Increasing intracellular calcium in adipocytes increases fatty acid oxidation via the activation of AMP‐activated protein kinase

Increased dietary calcium intake is associated with reduced adiposity in humans. We hypothesized that increased intracellular Ca++ would augment fatty oxidation in 3T3‐L1 adipocytes in an AMP‐activated protein kinase (AMPK)‐dependent manner. Adipocytes were grown under euglycemic (EG) or hyperglycemic (HG) conditions and treated with or without calcium ionophores (4x10‐6 M A23187 and 4x10‐6 M Ionomycin, [AI]). After 15–60 min, AI increased intracellular Ca++ concentrations by 250% (P<0.001) and 150% (P<0.05), in EG and HG cells respectively, vs. controls. P‐AMPK and P‐Acetyl CoA carboxylase protein abundance was up regulated by AI in a time‐dependent manner. This was associated with increased 14C‐palmitate oxidation under EG (267%, P<0.001) or HG (200%, P<0.02) vs. the controls. However, the AMPK inhibitor, adenosine 9‐beta‐d‐arabinofuranoside (araA), attenuated the AI‐induced increase in fatty acid oxidation (P<0.01) under both conditions. HG results in insulin resistance and impaired glucose uptake in adipocytes.
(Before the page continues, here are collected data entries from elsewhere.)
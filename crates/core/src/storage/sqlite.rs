//! SQLite-backed local storage
//!
//! A database file shared by several processes stands in for one browser
//! profile. Each opened backend is a context with its own writer id; every
//! write is appended to a change log so that other contexts can discover it
//! with [`SqliteBackend::changes_since`] and raise native notifications.

use std::path::Path;
use std::sync::{Arc, Mutex, MutexGuard, PoisonError};
use std::time::Duration;

use chrono::Utc;
use rusqlite::{params, Connection, OptionalExtension};
use tracing::{debug, instrument};
use uuid::Uuid;

use crate::error::Result;
use crate::storage::migrations;
use crate::storage::StorageBackend;

/// Change log rows kept behind the newest revision
const CHANGE_LOG_RETAINED: i64 = 1024;

const BUSY_TIMEOUT: Duration = Duration::from_secs(2);

/// A write made by some other context
#[derive(Debug, Clone, PartialEq, Eq)]
pub struct StorageChange {
    pub revision: i64,
    pub key: String,
}

/// One context's connection to the shared database
#[derive(Clone)]
pub struct SqliteBackend {
    conn: Arc<Mutex<Connection>>,
    writer: String,
}

impl SqliteBackend {
    /// Open or create the shared database at the given path
    #[instrument(skip(path), fields(path = %path.as_ref().display()))]
    pub fn open<P: AsRef<Path>>(path: P) -> Result<Self> {
        let conn = Connection::open(path)?;
        conn.busy_timeout(BUSY_TIMEOUT)?;
        Self::init(conn)
    }

    /// Open in-memory database (for testing)
    #[instrument]
    pub fn open_in_memory() -> Result<Self> {
        Self::init(Connection::open_in_memory()?)
    }

    fn init(conn: Connection) -> Result<Self> {
        migrations::run_migrations(&conn)?;
        Ok(Self {
            conn: Arc::new(Mutex::new(conn)),
            writer: Uuid::new_v4().simple().to_string(),
        })
    }

    /// A second context on the same connection, with its own writer id
    pub fn new_context(&self) -> Self {
        Self {
            conn: Arc::clone(&self.conn),
            writer: Uuid::new_v4().simple().to_string(),
        }
    }

    /// Get current schema version
    pub fn schema_version(&self) -> u32 {
        migrations::get_current_version(&self.lock()).unwrap_or(0)
    }

    /// Newest revision in the change log (0 when empty)
    pub fn latest_revision(&self) -> Result<i64> {
        let rev: Option<i64> = self.lock().query_row(
            "SELECT MAX(revision) FROM storage_changes",
            [],
            |row| row.get(0),
        )?;
        Ok(rev.unwrap_or(0))
    }

    /// Writes by other contexts after `revision`, oldest first
    pub fn changes_since(&self, revision: i64) -> Result<Vec<StorageChange>> {
        let conn = self.lock();
        let mut stmt = conn.prepare(
            "SELECT revision, key FROM storage_changes
             WHERE revision > ?1 AND writer != ?2
             ORDER BY revision ASC",
        )?;
        let rows = stmt.query_map(params![revision, self.writer], |row| {
            Ok(StorageChange {
                revision: row.get(0)?,
                key: row.get(1)?,
            })
        })?;
        let changes = rows.collect::<std::result::Result<Vec<_>, _>>()?;
        Ok(changes)
    }

    fn write(&self, key: &str, value: Option<&str>) -> Result<()> {
        let mut conn = self.lock();
        let tx = conn.transaction()?;
        let now = Utc::now().to_rfc3339();
        match value {
            Some(value) => {
                tx.execute(
                    "INSERT INTO local_storage (key, value, updated_at) VALUES (?1, ?2, ?3)
                     ON CONFLICT(key) DO UPDATE SET value = ?2, updated_at = ?3",
                    params![key, value, now],
                )?;
            }
            None => {
                tx.execute("DELETE FROM local_storage WHERE key = ?1", params![key])?;
            }
        }
        tx.execute(
            "INSERT INTO storage_changes (key, writer, changed_at) VALUES (?1, ?2, ?3)",
            params![key, self.writer, now],
        )?;
        let revision = tx.last_insert_rowid();
        tx.execute(
            "DELETE FROM storage_changes WHERE revision <= ?1",
            params![revision - CHANGE_LOG_RETAINED],
        )?;
        tx.commit()?;
        debug!(key, revision, writer = %self.writer, "SQLite storage write");
        Ok(())
    }

    fn lock(&self) -> MutexGuard<'_, Connection> {
        self.conn.lock().unwrap_or_else(PoisonError::into_inner)
    }
}

impl StorageBackend for SqliteBackend {
    fn get_item(&self, key: &str) -> Result<Option<String>> {
        let value = self
            .lock()
            .query_row(
                "SELECT value FROM local_storage WHERE key = ?1",
                params![key],
                |row| row.get(0),
            )
            .optional()?;
        Ok(value)
    }

    fn set_item(&self, key: &str, value: &str) -> Result<()> {
        self.write(key, Some(value))
    }

    fn remove_item(&self, key: &str) -> Result<()> {
        self.write(key, None)
    }
}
Compared to the control, AI improved this glucose uptake by 210% (P<0.01), even in the presence of araA (180%, P<0.05). These data indicate that intracellular Ca++ is a significant determinate of fatty acid oxidation via the control of AMPK activity. In contrast, the ability of increased intracellular Ca++ to enhance glucose uptake in HG conditions is independent of the activation of AMPK.